INPUT MATERIAL section start

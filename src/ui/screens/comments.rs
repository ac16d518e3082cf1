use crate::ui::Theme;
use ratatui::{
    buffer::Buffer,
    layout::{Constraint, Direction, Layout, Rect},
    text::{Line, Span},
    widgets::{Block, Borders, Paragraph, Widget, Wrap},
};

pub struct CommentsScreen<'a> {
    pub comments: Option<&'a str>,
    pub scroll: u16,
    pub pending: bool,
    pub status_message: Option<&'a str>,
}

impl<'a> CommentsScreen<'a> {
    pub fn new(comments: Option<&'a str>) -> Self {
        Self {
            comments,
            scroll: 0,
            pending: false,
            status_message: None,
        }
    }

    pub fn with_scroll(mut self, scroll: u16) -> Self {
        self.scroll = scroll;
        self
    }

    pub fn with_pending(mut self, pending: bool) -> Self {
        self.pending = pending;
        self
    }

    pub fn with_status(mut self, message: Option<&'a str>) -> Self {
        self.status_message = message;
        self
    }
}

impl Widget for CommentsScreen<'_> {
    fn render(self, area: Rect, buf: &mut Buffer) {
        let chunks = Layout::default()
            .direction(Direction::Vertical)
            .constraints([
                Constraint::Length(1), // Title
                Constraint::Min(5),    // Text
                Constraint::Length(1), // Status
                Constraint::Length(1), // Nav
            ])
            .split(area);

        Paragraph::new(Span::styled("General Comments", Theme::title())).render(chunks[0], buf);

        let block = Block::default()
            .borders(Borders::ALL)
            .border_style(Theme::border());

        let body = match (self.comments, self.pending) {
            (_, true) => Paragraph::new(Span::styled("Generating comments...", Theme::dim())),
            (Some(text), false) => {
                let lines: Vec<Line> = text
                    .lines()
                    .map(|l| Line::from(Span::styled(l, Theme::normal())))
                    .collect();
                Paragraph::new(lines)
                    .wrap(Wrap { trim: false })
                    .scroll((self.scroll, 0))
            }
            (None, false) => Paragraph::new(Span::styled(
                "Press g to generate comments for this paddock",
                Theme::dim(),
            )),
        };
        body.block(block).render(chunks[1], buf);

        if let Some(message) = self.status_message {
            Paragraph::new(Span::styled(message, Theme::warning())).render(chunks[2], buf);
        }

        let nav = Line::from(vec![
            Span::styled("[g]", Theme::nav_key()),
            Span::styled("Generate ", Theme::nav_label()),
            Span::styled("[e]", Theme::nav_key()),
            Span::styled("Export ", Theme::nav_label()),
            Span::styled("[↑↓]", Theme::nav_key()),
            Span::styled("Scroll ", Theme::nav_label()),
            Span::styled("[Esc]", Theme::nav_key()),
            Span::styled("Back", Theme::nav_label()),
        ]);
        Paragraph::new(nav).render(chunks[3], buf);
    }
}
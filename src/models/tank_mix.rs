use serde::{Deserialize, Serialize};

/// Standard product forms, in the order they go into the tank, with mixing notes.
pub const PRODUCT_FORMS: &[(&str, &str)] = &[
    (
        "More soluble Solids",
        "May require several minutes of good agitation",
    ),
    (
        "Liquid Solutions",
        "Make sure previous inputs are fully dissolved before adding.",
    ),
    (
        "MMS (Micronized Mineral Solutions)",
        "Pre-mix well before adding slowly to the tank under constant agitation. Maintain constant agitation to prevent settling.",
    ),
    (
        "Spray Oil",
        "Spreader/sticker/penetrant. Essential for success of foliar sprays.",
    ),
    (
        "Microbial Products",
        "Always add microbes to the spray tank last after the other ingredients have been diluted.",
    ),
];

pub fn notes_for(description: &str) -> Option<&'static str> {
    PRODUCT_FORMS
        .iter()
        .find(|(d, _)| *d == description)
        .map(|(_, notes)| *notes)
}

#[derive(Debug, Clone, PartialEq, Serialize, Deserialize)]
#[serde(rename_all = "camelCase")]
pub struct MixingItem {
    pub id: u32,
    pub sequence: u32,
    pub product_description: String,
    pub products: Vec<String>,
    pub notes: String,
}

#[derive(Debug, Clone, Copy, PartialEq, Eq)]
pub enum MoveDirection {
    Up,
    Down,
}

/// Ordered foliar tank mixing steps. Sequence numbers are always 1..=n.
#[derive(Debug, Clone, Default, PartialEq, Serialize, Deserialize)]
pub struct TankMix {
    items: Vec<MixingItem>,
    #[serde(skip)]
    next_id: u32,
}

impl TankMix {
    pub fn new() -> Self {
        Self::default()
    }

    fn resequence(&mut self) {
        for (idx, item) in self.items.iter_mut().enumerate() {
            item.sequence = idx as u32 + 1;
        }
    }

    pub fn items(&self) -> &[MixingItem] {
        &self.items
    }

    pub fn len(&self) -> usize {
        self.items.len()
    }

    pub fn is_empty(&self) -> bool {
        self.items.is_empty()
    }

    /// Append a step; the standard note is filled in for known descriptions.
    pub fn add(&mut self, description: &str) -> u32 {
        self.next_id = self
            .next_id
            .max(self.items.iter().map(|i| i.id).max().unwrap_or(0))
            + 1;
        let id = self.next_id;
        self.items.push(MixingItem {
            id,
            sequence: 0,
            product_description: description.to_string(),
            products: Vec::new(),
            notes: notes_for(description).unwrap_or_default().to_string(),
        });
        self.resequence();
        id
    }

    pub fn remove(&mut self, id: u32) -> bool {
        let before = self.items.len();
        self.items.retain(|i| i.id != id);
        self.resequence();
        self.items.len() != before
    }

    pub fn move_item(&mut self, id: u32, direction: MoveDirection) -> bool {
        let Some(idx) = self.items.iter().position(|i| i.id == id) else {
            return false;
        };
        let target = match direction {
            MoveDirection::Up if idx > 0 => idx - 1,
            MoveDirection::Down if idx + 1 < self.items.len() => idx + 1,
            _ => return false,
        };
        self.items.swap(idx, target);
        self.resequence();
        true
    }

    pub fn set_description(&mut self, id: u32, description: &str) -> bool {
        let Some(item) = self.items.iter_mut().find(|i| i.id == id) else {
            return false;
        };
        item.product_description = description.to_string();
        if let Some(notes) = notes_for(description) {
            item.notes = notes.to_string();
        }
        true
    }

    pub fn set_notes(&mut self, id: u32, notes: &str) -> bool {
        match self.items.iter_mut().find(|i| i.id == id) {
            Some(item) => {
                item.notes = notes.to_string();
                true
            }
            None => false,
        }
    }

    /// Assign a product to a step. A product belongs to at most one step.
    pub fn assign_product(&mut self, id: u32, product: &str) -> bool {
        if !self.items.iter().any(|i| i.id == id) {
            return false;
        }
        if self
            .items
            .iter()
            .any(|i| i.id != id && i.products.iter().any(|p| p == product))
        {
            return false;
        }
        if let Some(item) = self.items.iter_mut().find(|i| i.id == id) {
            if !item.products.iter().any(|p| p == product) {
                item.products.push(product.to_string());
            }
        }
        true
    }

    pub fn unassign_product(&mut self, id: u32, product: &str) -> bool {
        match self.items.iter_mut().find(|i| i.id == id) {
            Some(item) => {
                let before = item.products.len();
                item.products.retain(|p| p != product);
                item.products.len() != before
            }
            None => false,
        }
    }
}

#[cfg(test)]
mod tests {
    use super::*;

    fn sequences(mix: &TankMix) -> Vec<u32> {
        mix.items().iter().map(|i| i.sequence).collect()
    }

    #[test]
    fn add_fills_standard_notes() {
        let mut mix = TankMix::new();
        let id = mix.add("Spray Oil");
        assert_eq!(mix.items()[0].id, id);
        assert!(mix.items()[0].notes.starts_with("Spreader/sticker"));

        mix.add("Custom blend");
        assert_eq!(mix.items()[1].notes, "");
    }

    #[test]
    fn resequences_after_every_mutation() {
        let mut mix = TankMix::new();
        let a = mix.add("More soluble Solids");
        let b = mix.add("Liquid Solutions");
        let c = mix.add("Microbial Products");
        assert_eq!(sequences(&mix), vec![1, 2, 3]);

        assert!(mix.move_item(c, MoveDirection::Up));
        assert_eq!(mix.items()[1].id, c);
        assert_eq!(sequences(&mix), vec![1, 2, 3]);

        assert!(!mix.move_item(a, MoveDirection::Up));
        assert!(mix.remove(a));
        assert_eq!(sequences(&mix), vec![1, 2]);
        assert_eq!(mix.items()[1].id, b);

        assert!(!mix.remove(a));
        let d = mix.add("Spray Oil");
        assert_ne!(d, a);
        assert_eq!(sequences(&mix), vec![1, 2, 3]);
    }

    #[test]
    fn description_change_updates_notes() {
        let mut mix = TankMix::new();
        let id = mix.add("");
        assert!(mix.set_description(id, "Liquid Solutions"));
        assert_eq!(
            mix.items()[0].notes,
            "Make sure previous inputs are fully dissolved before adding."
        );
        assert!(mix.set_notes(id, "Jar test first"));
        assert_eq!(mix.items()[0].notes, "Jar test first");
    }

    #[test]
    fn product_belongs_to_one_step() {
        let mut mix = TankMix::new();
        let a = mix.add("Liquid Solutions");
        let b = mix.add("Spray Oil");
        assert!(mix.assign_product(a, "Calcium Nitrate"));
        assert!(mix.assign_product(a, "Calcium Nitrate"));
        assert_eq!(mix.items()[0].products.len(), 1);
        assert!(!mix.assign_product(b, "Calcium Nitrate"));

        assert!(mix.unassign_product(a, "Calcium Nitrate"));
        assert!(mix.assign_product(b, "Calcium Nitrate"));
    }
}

INPUT MATERIAL section end

Look above for the line with "pub struct MixingItem" and the line with "pub fn add(&mut". Write out those two lines and all the lines between them, exactly, and no others.

RESPONSE AREA.
pub struct MixingItem {
    pub id: u32,
    pub sequence: u32,
    pub product_description: String,
    pub products: Vec<String>,
    pub notes: String,
}

#[derive(Debug, Clone, Copy, PartialEq, Eq)]
pub enum MoveDirection {
    Up,
    Down,
}

/// Ordered foliar tank mixing steps. Sequence numbers are always 1..=n.
#[derive(Debug, Clone, Default, PartialEq, Serialize, Deserialize)]
pub struct TankMix {
    items: Vec<MixingItem>,
    #[serde(skip)]
    next_id: u32,
}

impl TankMix {
    pub fn new() -> Self {
        Self::default()
    }

    fn resequence(&mut self) {
        for (idx, item) in self.items.iter_mut().enumerate() {
            item.sequence = idx as u32 + 1;
        }
    }

    pub fn items(&self) -> &[MixingItem] {
        &self.items
    }

    pub fn len(&self) -> usize {
        self.items.len()
    }

    pub fn is_empty(&self) -> bool {
        self.items.is_empty()
    }

    /// Append a step; the standard note is filled in for known descriptions.
    pub fn add(&mut self, description: &str) -> u32 {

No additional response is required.